** MATERIAL FOR THIS TASK follows **
//! JSON-RPC wallet and registry tests against a live node
//!
//! Run with:
//! ```bash
//! PEKKED_TEST_RPC_URL=http://127.0.0.1:8545 PEKKED_TEST_CONTRACT=0x... \
//!     cargo test -p pekked-provider --test json_rpc_test -- --ignored --nocapture --test-threads=1
//! ```

#![allow(clippy::expect_used, clippy::unwrap_used, clippy::panic)]

mod common;

use common::{CONTRACT_VAR, RPC_URL_VAR, TestContext};
use pekked_provider::{RegistryContract, WalletProvider};

#[tokio::test]
#[ignore]
async fn test_json_rpc_chain_id() {
    skip_if_no_node!(RPC_URL_VAR);

    let ctx = TestContext::from_env().expect("failed to build test context");
    let chain_id = require_ok!(ctx.wallet.chain_id().await, "eth_chainId failed");
    assert!(chain_id.0 > 0);

    println!("chain id {chain_id}");
}

#[tokio::test]
#[ignore]
async fn test_json_rpc_accounts_have_balance() {
    skip_if_no_node!(RPC_URL_VAR);

    let ctx = TestContext::from_env().expect("failed to build test context");
    let accounts = require_ok!(ctx.wallet.accounts().await, "eth_accounts failed");
    let Some(first) = accounts.first() else {
        eprintln!("skipping: node exposes no accounts");
        return;
    };

    let balance = require_ok!(ctx.wallet.balance(first).await, "eth_getBalance failed");
    println!("{} holds {}", first.short(), balance.format_ether());
}

#[tokio::test]
#[ignore]
async fn test_json_rpc_registry_listing() {
    skip_if_no_node!(RPC_URL_VAR, CONTRACT_VAR);

    let ctx = TestContext::from_env().expect("failed to build test context");
    let contract = ctx.contract.expect("invalid contract address");

    let names = require_ok!(contract.all_names().await, "getAllNames failed");
    for name in names.iter().take(5) {
        let owner = require_ok!(contract.owner(name).await, "owner lookup failed");
        let record = require_ok!(contract.record(name).await, "record lookup failed");
        println!("{name}: {record:?} ({})", owner.short());
    }

    println!("{} names registered", names.len());
}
** End of MATERIAL FOR THIS TASK **
WHAT YOU SHOULD DO: Copy each line in the listing where "names" appears.

WRITTEN ANSWER:
    let names = require_ok!(contract.all_names().await, "getAllNames failed");
    for name in names.iter().take(5) {
    println!("{} names registered", names.len());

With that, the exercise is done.